The Badgers won by virtue of size, talent, and experience. Aubrey Dawkins looked the part of a freshman against Sam Dekker, who led Wisconsin with 17 points and pulled down four offensive rebounds. Hayes managed nine points and three offensive boards of his own. Kaminsky talled 16 and 12 against a wave of double-teams. Fittingly, a Hayes putback after Kaminsky drew in M's interior defenders proved to be the final nail in the coffin.
But man, did Michigan fight. Irvin once again raised expectations for next year with a tremendous all-around performance. He scored 21 points on 9/18 shooting, hitting an array of NBA-level midrange shots, knocking down three of his seven triples, and finding his way to the basket. Tasked with cleaning the glass against Wisconsin's huge front line, he recorded 11 rebounds, all on defense, which was one off a career high.

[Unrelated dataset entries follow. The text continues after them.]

pub mod migrations;
pub mod models;
pub mod queries;

use anyhow::Result;
use rusqlite::{Connection, ErrorCode};
use std::path::Path;
use std::sync::Mutex;
use tracing::info;

pub struct Database {
    conn: Mutex<Connection>,
}

impl Database {
    pub fn open(path: &Path) -> Result<Self> {
        let conn = Connection::open(path)?;

        // WAL mode for concurrent reads
        conn.pragma_update(None, "journal_mode", "WAL")?;

        let db = Self::init(conn)?;
        info!("Database opened at {}", path.display());
        Ok(db)
    }

    /// Private throwaway database, used by tests.
    pub fn open_in_memory() -> Result<Self> {
        Self::init(Connection::open_in_memory()?)
    }

    fn init(conn: Connection) -> Result<Self> {
        // Cascade deletes depend on this being on for every connection.
        conn.pragma_update(None, "foreign_keys", "ON")?;

        migrations::run(&conn)?;

        Ok(Self {
            conn: Mutex::new(conn),
        })
    }

    pub fn with_conn<F, T>(&self, f: F) -> Result<T>
    where
        F: FnOnce(&Connection) -> Result<T>,
    {
        let conn = self.conn.lock().map_err(|e| anyhow::anyhow!("DB lock poisoned: {}", e))?;
        f(&conn)
    }
}

/// True when `err` came from a UNIQUE / NOT NULL / FOREIGN KEY violation.
pub fn is_constraint_violation(err: &anyhow::Error) -> bool {
    matches!(
        err.downcast_ref::<rusqlite::Error>(),
        Some(rusqlite::Error::SqliteFailure(e, _)) if e.code == ErrorCode::ConstraintViolation
    )
}
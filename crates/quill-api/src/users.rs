use axum::{Extension, Json, extract::State, response::IntoResponse};
use tracing::info;

use quill_types::api::{AvatarRequest, AvatarResponse, ChangePasswordRequest, MessageResponse, ProfileResponse};

use crate::auth::{AppState, hash_password, verify_password, with_db};
use crate::convert::{post_response, user_response};
use crate::error::ApiError;
use crate::extract::ApiJson;
use crate::middleware::AuthUser;

/// GET /user/profile: the caller's record plus their posts, newest first.
pub async fn get_profile(
    State(state): State<AppState>,
    Extension(auth): Extension<AuthUser>,
) -> Result<impl IntoResponse, ApiError> {
    let (user, posts) = with_db(&state, move |db| {
        let user = db
            .get_user_by_id(auth.id)?
            .ok_or_else(|| ApiError::not_found("User not found"))?;
        let posts = db.list_posts_by_user(auth.id)?;
        Ok((user, posts))
    })
    .await?;

    Ok(Json(ProfileResponse {
        user: user_response(user),
        posts: posts.into_iter().map(post_response).collect(),
    }))
}

pub async fn change_password(
    State(state): State<AppState>,
    Extension(auth): Extension<AuthUser>,
    ApiJson(req): ApiJson<ChangePasswordRequest>,
) -> Result<impl IntoResponse, ApiError> {
    let (Some(current), Some(new)) = (
        req.current_password.filter(|p| !p.is_empty()),
        req.new_password.filter(|p| !p.is_empty()),
    ) else {
        return Err(ApiError::bad_request("Both current and new passwords are required"));
    };

    with_db(&state, move |db| {
        let user = db
            .get_user_by_id(auth.id)?
            .ok_or_else(|| ApiError::not_found("User not found"))?;

        if !verify_password(&user.password_hash, &current)? {
            return Err(ApiError::Unauthorized("Incorrect current password".into()));
        }

        db.update_password(auth.id, &hash_password(&new)?)?;
        Ok(())
    })
    .await?;

    info!("User {} changed their password", auth.id);

    Ok(Json(MessageResponse::new("Password updated successfully")))
}

/// DELETE /user/delete: removes the account and, by cascade, everything it owns.
pub async fn delete_account(
    State(state): State<AppState>,
    Extension(auth): Extension<AuthUser>,
) -> Result<impl IntoResponse, ApiError> {
    let deleted = with_db(&state, move |db| Ok(db.delete_user(auth.id)?)).await?;
    if !deleted {
        return Err(ApiError::not_found("User not found"));
    }

    info!("User {} deleted their account", auth.id);

    Ok(Json(MessageResponse::new("Account deleted")))
}

pub async fn update_avatar(
    State(state): State<AppState>,
    Extension(auth): Extension<AuthUser>,
    ApiJson(req): ApiJson<AvatarRequest>,
) -> Result<impl IntoResponse, ApiError> {
    let avatar = req.avatar;
    let stored = avatar.clone();
    let updated = with_db(&state, move |db| Ok(db.update_avatar(auth.id, stored.as_deref())?)).await?;
    if !updated {
        return Err(ApiError::not_found("User not found"));
    }

    Ok(Json(AvatarResponse {
        message: "Avatar updated".into(),
        avatar,
    }))
}
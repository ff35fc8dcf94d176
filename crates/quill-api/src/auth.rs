use std::sync::Arc;

use argon2::{Argon2, PasswordHash, PasswordHasher, PasswordVerifier, password_hash::{SaltString, rand_core::OsRng}};
use axum::{Json, extract::State, http::StatusCode, response::IntoResponse};
use jsonwebtoken::{EncodingKey, Header, encode};
use tracing::{error, info, warn};

use quill_db::{Database, is_constraint_violation};
use quill_types::api::{Claims, LoginRequest, LoginResponse, MessageResponse, RegisterRequest};

use crate::convert::user_response;
use crate::error::ApiError;
use crate::extract::ApiJson;
use crate::validate::{MAX_EMAIL_CHARS, MAX_USERNAME_CHARS, max_chars};

pub type AppState = Arc<AppStateInner>;

pub struct AppStateInner {
    pub db: Database,
    pub jwt_secret: String,
    pub token_ttl: chrono::Duration,
}

/// Run blocking DB work off the async runtime.
pub(crate) async fn with_db<F, T>(state: &AppState, f: F) -> Result<T, ApiError>
where
    F: FnOnce(&Database) -> Result<T, ApiError> + Send + 'static,
    T: Send + 'static,
{
    let state = state.clone();
    tokio::task::spawn_blocking(move || f(&state.db))
        .await
        .map_err(|e| {
            error!("spawn_blocking join error: {}", e);
            ApiError::Internal(e.into())
        })?
}

pub async fn register(
    State(state): State<AppState>,
    ApiJson(req): ApiJson<RegisterRequest>,
) -> Result<impl IntoResponse, ApiError> {
    let username = req.username.trim().to_string();
    let email = req.email.trim().to_string();
    if username.is_empty() || email.is_empty() || req.password.is_empty() {
        return Err(ApiError::bad_request("Username, email and password are required"));
    }
    max_chars("Username", &username, MAX_USERNAME_CHARS)?;
    max_chars("Email", &email, MAX_EMAIL_CHARS)?;

    let password = req.password;
    let name = username.clone();
    with_db(&state, move |db| {
        if let Some(conflict) = registration_conflict(db, &name, &email)? {
            return Err(conflict);
        }

        let password_hash = hash_password(&password)?;

        // A concurrent registration can slip past the check above.
        match db.create_user(&name, &email, &password_hash) {
            Err(e) if is_constraint_violation(&e) => {
                Err(registration_conflict(db, &name, &email)?.unwrap_or_else(|| ApiError::from(e)))
            }
            other => Ok(other?),
        }
    })
    .await?;

    info!("Registered user {}", username);

    Ok((
        StatusCode::CREATED,
        Json(MessageResponse::new("User created successfully")),
    ))
}

/// The 400 for a username or email that is already taken, if either is.
fn registration_conflict(
    db: &Database,
    username: &str,
    email: &str,
) -> anyhow::Result<Option<ApiError>> {
    if db.get_user_by_username(username)?.is_some() {
        return Ok(Some(ApiError::bad_request("User already exists")));
    }
    if db.get_user_by_email(email)?.is_some() {
        return Ok(Some(ApiError::bad_request("Email already exists")));
    }
    Ok(None)
}

pub async fn login(
    State(state): State<AppState>,
    ApiJson(req): ApiJson<LoginRequest>,
) -> Result<impl IntoResponse, ApiError> {
    let user = with_db(&state, move |db| {
        let Some(user) = db.get_user_by_email(&req.email)? else {
            return Ok(None);
        };
        if verify_password(&user.password_hash, &req.password)? {
            Ok(Some(user))
        } else {
            Ok(None)
        }
    })
    .await?
    .ok_or_else(|| ApiError::Unauthorized("Invalid credentials".into()))?;

    let access_token = create_token(&state.jwt_secret, user.id, state.token_ttl)?;

    info!("User {} logged in", user.username);

    Ok(Json(LoginResponse {
        access_token,
        user: user_response(user),
    }))
}

/// Hash a password with Argon2id and a fresh random salt.
pub fn hash_password(password: &str) -> anyhow::Result<String> {
    let salt = SaltString::generate(&mut OsRng);
    let hash = Argon2::default()
        .hash_password(password.as_bytes(), &salt)
        .map_err(|e| anyhow::anyhow!("Password hashing failed: {}", e))?;
    Ok(hash.to_string())
}

/// Check `password` against a stored PHC hash string.
pub fn verify_password(password_hash: &str, password: &str) -> anyhow::Result<bool> {
    let parsed = PasswordHash::new(password_hash)
        .map_err(|e| anyhow::anyhow!("Stored password hash is corrupt: {}", e))?;

    match Argon2::default().verify_password(password.as_bytes(), &parsed) {
        Ok(()) => Ok(true),
        Err(argon2::password_hash::Error::Password) => Ok(false),
        Err(e) => {
            warn!("Password verification error: {}", e);
            Ok(false)
        }
    }
}

/// Sign an HS256 token for `user_id`, valid for `ttl` from now.
pub fn create_token(secret: &str, user_id: i64, ttl: chrono::Duration) -> anyhow::Result<String> {
    let now = chrono::Utc::now();
    let claims = Claims {
        sub: user_id.to_string(),
        iat: now.timestamp() as usize,
        exp: (now + ttl).timestamp() as usize,
    };

    let token = encode(
        &Header::default(),
        &claims,
        &EncodingKey::from_secret(secret.as_bytes()),
    )?;

    Ok(token)
}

For good measure, he added three assists and three steals; a baseline dish to Ricky Doyle looked like it was ripped straight from Spike Albrecht's highlight reel.
Doyle, who's been quiet of late, gamely battled Kaminsky in the post, and got the better of the Big Ten Player of the Year his fair share of times: Doyle hit all six of his shots from the field to tally 12 points. Muhammad-Ali Abdur-Rahkman had a couple great takes to the hoop on his way to eight points on 4/7 shooting. Albrecht added ten, highlighted by a couple deep threes.
So, yes, Michigan lost, but the positive indicators for next season were everywhere: a pivoting Doyle finish against Kaminsky, Albrecht dribbling through defenders like Steph Curry before pulling up for a jumper, Dawkins throwing down an Irvin miss on the break, Rahk blowing by the defense for a layup, Kam Chatman tossing an inch-perfect entry pass to Doyle for a layup.
The Wolverines didn't have quite enough juice to overcome one of the best teams in the country. Suddenly, though, the big question for next year is this: how is John Beilein going to find playing time for all these promising young guys? After a season replete with real problems, that's one heck of a good problem.